LA GÉNÉALOGIE EN FRANCE AVANT LA SGY

 

       Pendant longtemps, les historiens des familles ne disposaient pas de revues spécifiques. Le fruit de leurs recherches était publié dans les bulletins des sociétés savantes qui traitaient d’histoire locale ou nationale. On n’y dressait en général que les généalogies de familles notables. Ce n’est qu’après la Seconde Guerre mondiale que les généalogistes ont pu disposer, enfin, de revues particulières et se regrouper en associations spécialisées dans l’histoire des familles. La première revue, publiée dès janvier 1956, a été le Bulletin généalogique d’information, suivie en janvier 1959 de La France généalogique puis, en juillet 1966, d’Informations généalogiques. On y traitait surtout des familles notables, les plus mobiles, ceci à l’échelle nationale.

       C’est en 1967 que l’on a vraiment commencé à s’intéresser de près aux familles plus modestes, enracinées dans un terroir et une culture locale. Cette année-là a été fondé, en effet, le Cercle généalogique d’Alsace. Il s’agit de la toute première société provinciale, en France, consacrée exclusivement à la généalogie.

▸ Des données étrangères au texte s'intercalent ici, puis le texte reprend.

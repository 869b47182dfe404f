// AlMumin - Quran Reader Core
// Copyright (C) 2025 AlMumin contributors
//
// This program is free software: you can redistribute it and/or modify
// it under the terms of the GNU General Public License as published by
// the Free Software Foundation, either version 3 of the License, or
// (at your option) any later version.
//
// This program is distributed in the hope that it will be useful,
// but WITHOUT ANY WARRANTY; without even the implied warranty of
// MERCHANTABILITY or FITNESS FOR A PARTICULAR PURPOSE. See the
// GNU General Public License for more details.
//
// You should have received a copy of the GNU General Public License
// along with this program. If not, see <https://www.gnu.org/licenses/>.


//! Application configuration management
//!
//! Stored as `config.json` in the platform config directory. A missing file
//! yields the defaults; `ALMUMIN_API_BASE_URL` overrides the API base URL.

use crate::api::client::{ClientConfig, DEFAULT_BASE_URL, DEFAULT_TIMEOUT_SECS};
use crate::audio::sink::default_player_command;
use crate::error::{ReaderError, Result};
use crate::reader::catalog::DEFAULT_PAGE_SIZE;
use directories::ProjectDirs;
use serde::{Deserialize, Serialize};
use std::path::{Path, PathBuf};
use std::time::Duration;

/// Environment variable overriding `api_base_url`
pub const API_BASE_URL_ENV: &str = "ALMUMIN_API_BASE_URL";

const CONFIG_FILE: &str = "config.json";

fn project_dirs() -> Option<ProjectDirs> {
    ProjectDirs::from("com", "almumin", "AlMumin")
}

#[derive(Debug, Clone, PartialEq, Eq, Serialize, Deserialize)]
#[serde(default)]
pub struct AppConfig {
    pub api_base_url: String,
    pub request_timeout_secs: u64,
    /// `None` uses the client's default user agent
    pub user_agent: Option<String>,
    /// Where settings, bookmarks and reading position are stored
    pub data_dir: Option<PathBuf>,
    /// Chapters per page in the list view
    pub page_size: usize,
    /// External player argv; the clip URL is appended
    pub player_command: Vec<String>,
}

impl Default for AppConfig {
    fn default() -> Self {
        Self {
            api_base_url: DEFAULT_BASE_URL.to_string(),
            request_timeout_secs: DEFAULT_TIMEOUT_SECS,
            user_agent: None,
            data_dir: None,
            page_size: DEFAULT_PAGE_SIZE,
            player_command: default_player_command(),
        }
    }
}

impl AppConfig {
    /// Get the config file path
    pub fn config_path() -> Option<PathBuf> {
        project_dirs().map(|dirs| dirs.config_dir().join(CONFIG_FILE))
    }

    /// Load from the platform config directory, then apply the environment
    pub fn load() -> Result<Self> {
        let path = Self::config_path().ok_or_else(|| {
            ReaderError::ConfigurationError("Could not determine config directory".to_string())
        })?;
        let mut config = Self::load_from(&path)?;
        config.apply_env();
        Ok(config)
    }

    /// Load from `path`; a missing file yields the defaults
    pub fn load_from(path: &Path) -> Result<Self> {
        if !path.exists() {
            return Ok(Self::default());
        }

        let content = std::fs::read_to_string(path)?;
        serde_json::from_str(&content).map_err(|e| {
            ReaderError::ConfigurationError(format!("Invalid config {}: {}", path.display(), e))
        })
    }

    /// Save to the platform config directory
    pub fn save(&self) -> Result<()> {
        let path = Self::config_path().ok_or_else(|| {
            ReaderError::ConfigurationError("Could not determine config directory".to_string())
        })?;
        self.save_to(&path)
    }

    pub fn save_to(&self, path: &Path) -> Result<()> {
        // Ensure config directory exists
        if let Some(parent) = path.parent() {
            std::fs::create_dir_all(parent)?;
        }

        let content = serde_json::to_string_pretty(self)?;
        std::fs::write(path, content)?;

        tracing::info!("Saved config to: {}", path.display());
        Ok(())
    }

    pub fn apply_env(&mut self) {
        if let Ok(url) = std::env::var(API_BASE_URL_ENV) {
            if !url.trim().is_empty() {
                self.api_base_url = url.trim().to_string();
            }
        }
    }

    pub fn client_config(&self) -> ClientConfig {
        let mut builder = ClientConfig::builder()
            .base_url(self.api_base_url.clone())
            .timeout(Duration::from_secs(self.request_timeout_secs.max(1)));
        if let Some(agent) = &self.user_agent {
            builder = builder.user_agent(agent.clone());
        }
        builder.build()
    }

    /// Storage directory: the override, else the platform data directory
    pub fn data_dir(&self) -> PathBuf {
        self.data_dir.clone().unwrap_or_else(|| {
            project_dirs()
                .map(|dirs| dirs.data_dir().to_path_buf())
                .unwrap_or_else(|| PathBuf::from("almumin-data"))
        })
    }
}

#[cfg(test)]
mod tests {
    use super::*;
    use tempfile::TempDir;

    #[test]
    fn test_missing_file_gives_defaults() {
        let dir = TempDir::new().unwrap();
        let config = AppConfig::load_from(&dir.path().join("config.json")).unwrap();
        assert_eq!(config, AppConfig::default());
        assert_eq!(config.page_size, 12);
        assert_eq!(config.player_command[0], "ffplay");
    }

    #[test]
    fn test_save_and_reload() {
        let dir = TempDir::new().unwrap();
        let path = dir.path().join("nested").join("config.json");
        let config = AppConfig {
            page_size: 20,
            data_dir: Some(dir.path().join("data")),
            player_command: vec!["mpv".to_string(), "--no-video".to_string()],
            ..Default::default()
        };
        config.save_to(&path).unwrap();

        let loaded = AppConfig::load_from(&path).unwrap();
        assert_eq!(loaded, config);
        assert_eq!(loaded.data_dir(), dir.path().join("data"));
    }

    #[test]
    fn test_partial_file_fills_defaults() {
        let dir = TempDir::new().unwrap();
        let path = dir.path().join("config.json");
        std::fs::write(&path, r#"{"request_timeout_secs": 5}"#).unwrap();

        let config = AppConfig::load_from(&path).unwrap();
        assert_eq!(config.request_timeout_secs, 5);
        assert_eq!(config.api_base_url, DEFAULT_BASE_URL);
        assert_eq!(config.client_config().timeout, Duration::from_secs(5));
    }

    #[test]
    fn test_malformed_file_is_configuration_error() {
        let dir = TempDir::new().unwrap();
        let path = dir.path().join("config.json");
        std::fs::write(&path, "{ nope").unwrap();
        assert!(matches!(
            AppConfig::load_from(&path),
            Err(ReaderError::ConfigurationError(_))
        ));
    }

    #[test]
    fn test_client_config_carries_user_agent() {
        let config = AppConfig {
            user_agent: Some("almumin-test".to_string()),
            api_base_url: "http://localhost:8080/v1".to_string(),
            ..Default::default()
        };
        let client = config.client_config();
        assert_eq!(client.user_agent, "almumin-test");
        assert_eq!(client.base_url, "http://localhost:8080/v1");
    }
}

Dans la foulée ont été créés d’autres cercles provinciaux qui, dès 1968, se sont réunis pour former la Fédération des sociétés françaises de généalogie, d’héraldique et de sigillographie. Quatre ans plus tard, en 1972, s’est tenu le premier congrès national de généalogie à Bordeaux. Les bases de la généalogie associative étaient ainsi consolidées.

       L’assise territoriale des tous premiers cercles généalogiques français s’étendait alors sur toute l’étendue d’une ancienne province, sans tenir compte des limites des régions actuelles. De 1967 à 1977, ce sont dix cercles provinciaux qui ont été créés. Le mouvement s’est ensuite accéléré puisque, en 1978 et 1979, treize autres cercles provinciaux se sont ajoutés aux dix premiers, en deux ans à peine. Toute la surface du territoire français était désormais couverte en 1980, à quelques îlots près.

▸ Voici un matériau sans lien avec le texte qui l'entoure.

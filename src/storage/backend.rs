// AlMumin - Quran Reader Core
// Copyright (C) 2025 AlMumin contributors
//
// This program is free software: you can redistribute it and/or modify
// it under the terms of the GNU General Public License as published by
// the Free Software Foundation, either version 3 of the License, or
// (at your option) any later version.
//
// This program is distributed in the hope that it will be useful,
// but WITHOUT ANY WARRANTY; without even the implied warranty of
// MERCHANTABILITY or FITNESS FOR A PARTICULAR PURPOSE. See the
// GNU General Public License for more details.
//
// You should have received a copy of the GNU General Public License
// along with this program. If not, see <https://www.gnu.org/licenses/>.


//! Key-value storage backends
//!
//! Values are opaque text; (de)serialization happens one layer up in
//! [`Persisted`](crate::storage::Persisted). All calls are synchronous.

use crate::error::{ReaderError, Result};
use std::collections::HashMap;
use std::io::ErrorKind;
use std::path::{Path, PathBuf};
use std::sync::Mutex;
use tracing::debug;

/// Text storage addressed by key
pub trait StorageBackend: Send + Sync {
    /// Stored text, or `None` if the key was never written (or was removed)
    fn read(&self, key: &str) -> Result<Option<String>>;

    /// Replace the stored text for `key`
    fn write(&self, key: &str, value: &str) -> Result<()>;

    /// Forget `key`; removing a missing key is not an error
    fn remove(&self, key: &str) -> Result<()>;
}

/// In-process storage; contents are lost when dropped
#[derive(Debug, Default)]
pub struct MemoryBackend {
    entries: Mutex<HashMap<String, String>>,
}

impl MemoryBackend {
    pub fn new() -> Self {
        Self::default()
    }

    fn lock(&self) -> Result<std::sync::MutexGuard<'_, HashMap<String, String>>> {
        self.entries
            .lock()
            .map_err(|_| ReaderError::storage("memory backend lock poisoned"))
    }
}

impl StorageBackend for MemoryBackend {
    fn read(&self, key: &str) -> Result<Option<String>> {
        Ok(self.lock()?.get(key).cloned())
    }

    fn write(&self, key: &str, value: &str) -> Result<()> {
        self.lock()?.insert(key.to_string(), value.to_string());
        Ok(())
    }

    fn remove(&self, key: &str) -> Result<()> {
        self.lock()?.remove(key);
        Ok(())
    }
}

/// One `<key>.json` file per key inside a directory
///
/// Writes go to a temporary sibling first and are renamed into place, so a
/// crash mid-write leaves the previous value intact.
#[derive(Debug, Clone)]
pub struct FileBackend {
    root: PathBuf,
}

impl FileBackend {
    /// Use `root` as the storage directory, creating it if needed
    pub fn new(root: impl Into<PathBuf>) -> Result<Self> {
        let root = root.into();
        std::fs::create_dir_all(&root).map_err(|e| {
            ReaderError::storage(format!("Could not create {}: {}", root.display(), e))
        })?;
        Ok(Self { root })
    }

    pub fn root(&self) -> &Path {
        &self.root
    }

    fn path_for(&self, key: &str) -> Result<PathBuf> {
        let valid = !key.is_empty()
            && key
                .chars()
                .all(|c| c.is_ascii_alphanumeric() || c == '_' || c == '-');
        if !valid {
            return Err(ReaderError::invalid_input(format!("Invalid storage key: '{}'", key)));
        }
        Ok(self.root.join(format!("{}.json", key)))
    }
}

impl StorageBackend for FileBackend {
    fn read(&self, key: &str) -> Result<Option<String>> {
        let path = self.path_for(key)?;
        match std::fs::read_to_string(&path) {
            Ok(text) => Ok(Some(text)),
            Err(e) if e.kind() == ErrorKind::NotFound => Ok(None),
            Err(e) => Err(ReaderError::storage(format!("Failed to read {}: {}", path.display(), e))),
        }
    }

    fn write(&self, key: &str, value: &str) -> Result<()> {
        let path = self.path_for(key)?;
        let tmp = path.with_extension("json.tmp");
        std::fs::write(&tmp, value)
            .and_then(|_| std::fs::rename(&tmp, &path))
            .map_err(|e| ReaderError::storage(format!("Failed to write {}: {}", path.display(), e)))?;
        debug!(key, path = %path.display(), "persisted");
        Ok(())
    }

    fn remove(&self, key: &str) -> Result<()> {
        let path = self.path_for(key)?;
        match std::fs::remove_file(&path) {
            Ok(()) => Ok(()),
            Err(e) if e.kind() == ErrorKind::NotFound => Ok(()),
            Err(e) => Err(ReaderError::storage(format!("Failed to remove {}: {}", path.display(), e))),
        }
    }
}

#[cfg(test)]
mod tests {
    use super::*;

    #[test]
    fn test_memory_backend() {
        let backend = MemoryBackend::new();
        assert_eq!(backend.read("settings").unwrap(), None);
        backend.write("settings", "{}").unwrap();
        assert_eq!(backend.read("settings").unwrap().as_deref(), Some("{}"));
        backend.remove("settings").unwrap();
        backend.remove("settings").unwrap();
        assert_eq!(backend.read("settings").unwrap(), None);
    }

    #[test]
    fn test_file_backend_round_trip() {
        let dir = tempfile::tempdir().unwrap();
        let backend = FileBackend::new(dir.path().join("nested")).unwrap();

        assert_eq!(backend.read("lastRead").unwrap(), None);
        backend.write("lastRead", r#"{"a":1}"#).unwrap();
        assert!(dir.path().join("nested/lastRead.json").exists());
        assert_eq!(backend.read("lastRead").unwrap().as_deref(), Some(r#"{"a":1}"#));

        backend.write("lastRead", "null").unwrap();
        assert_eq!(backend.read("lastRead").unwrap().as_deref(), Some("null"));
        assert!(!dir.path().join("nested/lastRead.json.tmp").exists());

        backend.remove("lastRead").unwrap();
        assert_eq!(backend.read("lastRead").unwrap(), None);
    }

    #[test]
    fn test_file_backend_rejects_path_keys() {
        let dir = tempfile::tempdir().unwrap();
        let backend = FileBackend::new(dir.path()).unwrap();
        assert!(matches!(backend.write("../escape", "x"), Err(ReaderError::InvalidInput(_))));
        assert!(matches!(backend.read(""), Err(ReaderError::InvalidInput(_))));
    }
}
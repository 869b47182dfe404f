// AlMumin - Quran Reader Core
// Copyright (C) 2025 AlMumin contributors
//
// This program is free software: you can redistribute it and/or modify
// it under the terms of the GNU General Public License as published by
// the Free Software Foundation, either version 3 of the License, or
// (at your option) any later version.
//
// This program is distributed in the hope that it will be useful,
// but WITHOUT ANY WARRANTY; without even the implied warranty of
// MERCHANTABILITY or FITNESS FOR A PARTICULAR PURPOSE. See the
// GNU General Public License for more details.
//
// You should have received a copy of the GNU General Public License
// along with this program. If not, see <https://www.gnu.org/licenses/>.


//! Preferences form
//!
//! Translation and reciter choices are limited to the catalogs below; every
//! change is written through the store immediately.

use crate::error::{ReaderError, Result};
use crate::storage::models::{FontSize, Settings, Theme};
use crate::storage::store::Store;
use tracing::debug;

/// Selectable edition
#[derive(Debug, Clone, Copy, PartialEq, Eq)]
pub struct CatalogEntry {
    pub id: &'static str,
    pub name: &'static str,
    pub language: &'static str,
}

pub const TRANSLATIONS: &[CatalogEntry] = &[
    CatalogEntry { id: "en.asad", name: "Muhammad Asad", language: "English" },
    CatalogEntry { id: "en.pickthall", name: "Pickthall", language: "English" },
    CatalogEntry { id: "en.sahih", name: "Sahih International", language: "English" },
    CatalogEntry { id: "ru.kuliev", name: "Кулиев", language: "Russian" },
    CatalogEntry { id: "ru.porokhova", name: "Порохова", language: "Russian" },
    CatalogEntry { id: "uz.sodik", name: "Мухаммад Содик Мухаммад Юсуф", language: "Uzbek" },
];

pub const RECITERS: &[CatalogEntry] = &[
    CatalogEntry { id: "ar.alafasy", name: "Mishary Rashid Alafasy", language: "Arabic" },
    CatalogEntry { id: "ar.husary", name: "Mahmoud Khalil Al-Husary", language: "Arabic" },
    CatalogEntry { id: "ar.sudais", name: "Abdul Rahman As-Sudais", language: "Arabic" },
    CatalogEntry { id: "ar.minshawi", name: "Muhammad Siddiq Al-Minshawi", language: "Arabic" },
];

pub fn find_translation(id: &str) -> Option<&'static CatalogEntry> {
    TRANSLATIONS.iter().find(|e| e.id == id)
}

pub fn find_reciter(id: &str) -> Option<&'static CatalogEntry> {
    RECITERS.iter().find(|e| e.id == id)
}

#[derive(Debug, Clone)]
pub struct SettingsForm {
    store: Store,
}

impl SettingsForm {
    pub fn new(store: Store) -> Self {
        Self { store }
    }

    pub fn current(&self) -> Settings {
        self.store.settings()
    }

    /// # Errors
    /// `InvalidInput` if `id` is not in [`TRANSLATIONS`]
    pub fn set_translation(&self, id: &str) -> Result<()> {
        let entry = find_translation(id)
            .ok_or_else(|| ReaderError::invalid_input(format!("Unknown translation: {}", id)))?;
        debug!(translation = entry.id, "translation changed");
        self.store.update_settings(|s| s.translation = entry.id.to_string())
    }

    /// # Errors
    /// `InvalidInput` if `id` is not in [`RECITERS`]
    pub fn set_reciter(&self, id: &str) -> Result<()> {
        let entry = find_reciter(id)
            .ok_or_else(|| ReaderError::invalid_input(format!("Unknown reciter: {}", id)))?;
        debug!(reciter = entry.id, "reciter changed");
        self.store.update_settings(|s| s.reciter = entry.id.to_string())
    }

    pub fn set_font_size(&self, size: FontSize) -> Result<()> {
        self.store.update_settings(|s| s.font_size = size)
    }

    pub fn set_theme(&self, theme: Theme) -> Result<()> {
        self.store.update_settings(|s| s.theme = theme)
    }

    /// Returns the new theme
    pub fn toggle_theme(&self) -> Result<Theme> {
        self.store.update_settings(|s| {
            s.theme = s.theme.toggled();
            s.theme
        })
    }

    pub fn reset_to_defaults(&self) -> Result<()> {
        self.store.set_settings(&Settings::default())
    }
}
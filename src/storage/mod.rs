// AlMumin - Quran Reader Core
// Copyright (C) 2025 AlMumin contributors
//
// This program is free software: you can redistribute it and/or modify
// it under the terms of the GNU General Public License as published by
// the Free Software Foundation, either version 3 of the License, or
// (at your option) any later version.
//
// This program is distributed in the hope that it will be useful,
// but WITHOUT ANY WARRANTY; without even the implied warranty of
// MERCHANTABILITY or FITNESS FOR A PARTICULAR PURPOSE. See the
// GNU General Public License for more details.
//
// You should have received a copy of the GNU General Public License
// along with this program. If not, see <https://www.gnu.org/licenses/>.


//! Client-side persistence
//!
//! Settings, bookmarks and the last reading position are stored as JSON text
//! under fixed keys (`settings`, `bookmarks`, `lastRead`).
//!
//! # Layers
//! - `backend` - where text lives ([`FileBackend`] on disk, [`MemoryBackend`] for tests)
//! - `persisted` - typed binding per key with default fallback and write-through
//! - `store` - the three bindings plus change notifications
//!
//! # Usage Example
//! ```no_run
//! use almumin_core::storage::{Store, models::Theme};
//!
//! # fn example() -> almumin_core::error::Result<()> {
//! let store = Store::open("/tmp/almumin")?;
//! store.update_settings(|s| s.theme = Theme::Light)?;
//! assert_eq!(store.settings().theme, Theme::Light);
//! # Ok(())
//! # }
//! ```

pub mod backend;
pub mod models;
pub mod persisted;
pub mod store;

// Re-export commonly used types
pub use backend::{FileBackend, MemoryBackend, StorageBackend};
pub use models::{Bookmark, Bookmarks, FontSize, LastRead, Settings, Theme};
pub use persisted::{Persisted, StoreEvent};
pub use store::{Store, BOOKMARKS_KEY, LAST_READ_KEY, SETTINGS_KEY};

       Parmi les treize nouveaux cercles provinciaux, il en est deux qui ont joué un rôle dans la fondation de notre association : le Centre généalogique de Champagne, fondé en 1978, et l’Union des sociétés généalogiques de la généralité de Bourgogne, créée en 1979. Ces deux entités provinciales avaient des structures distinctes : comme son nom l’indique, le cercle champenois était centralisé alors que l’union bourguignonne de l’époque regroupait en fait, autour d’une même revue, trois sociétés différentes qui couvraient respectivement la Côte-d’Or, la Saône-et-Loire et l’Ain. La présence de l’Ain dans cette union indiquait clairement que l’on avait affaire à une union de type provincial et non régional. La revue commune aux trois cercles bourguignons d’origine, intitulée Nos Ancêtres et Nous, affichait d’ailleurs clairement une ambition territoriale outrepassant la superficie des trois départements du sud de la Bourgogne historique : les abonnés pouvaient déjà y poser des questions portant sur leurs aïeux ayant vécu dans la Nièvre, dans l’Yonne ou dans le Rhône.

 

LA GÉNÉALOGIE À PARIS AVANT LA SGY

 

       De 1978 à 1981, les généalogistes ayant des ancêtres dans l’Yonne ne savaient pas à quel cercle adhérer. Messieurs Alain Noël et Etienne Meunier, dont les racines plongeaient dans le nord du département, ont trouvé tout naturel alors de rejoindre le Centre généalogique de Champagne puisque leur terroir faisait partie, autrefois, de l’ancien gouvernement militaire champenois. D’autres Icaunais, à l’instar de madame Clotilde Mousset, ont préféré s’abonner quant à eux, dès 1979, à la revue Nos Ancêtres et Nous, ceci en attendant la création d’un cercle généalogique de l’Yonne au sein de l’union bourguignonne. Dans le n° 4 de Nos Ancêtres et Nous, paru en 1979, le rédacteur en chef de la revue, monsieur Jacques Vincent, avait pris l’initiative de lancer un appel pour que les généalogistes de l’Yonne se rassemblent en une association icaunaise venant rejoindre les trois cercles d’origine. Nous étions nombreux à attendre que quelqu’un se décide enfin à répondre à cet appel.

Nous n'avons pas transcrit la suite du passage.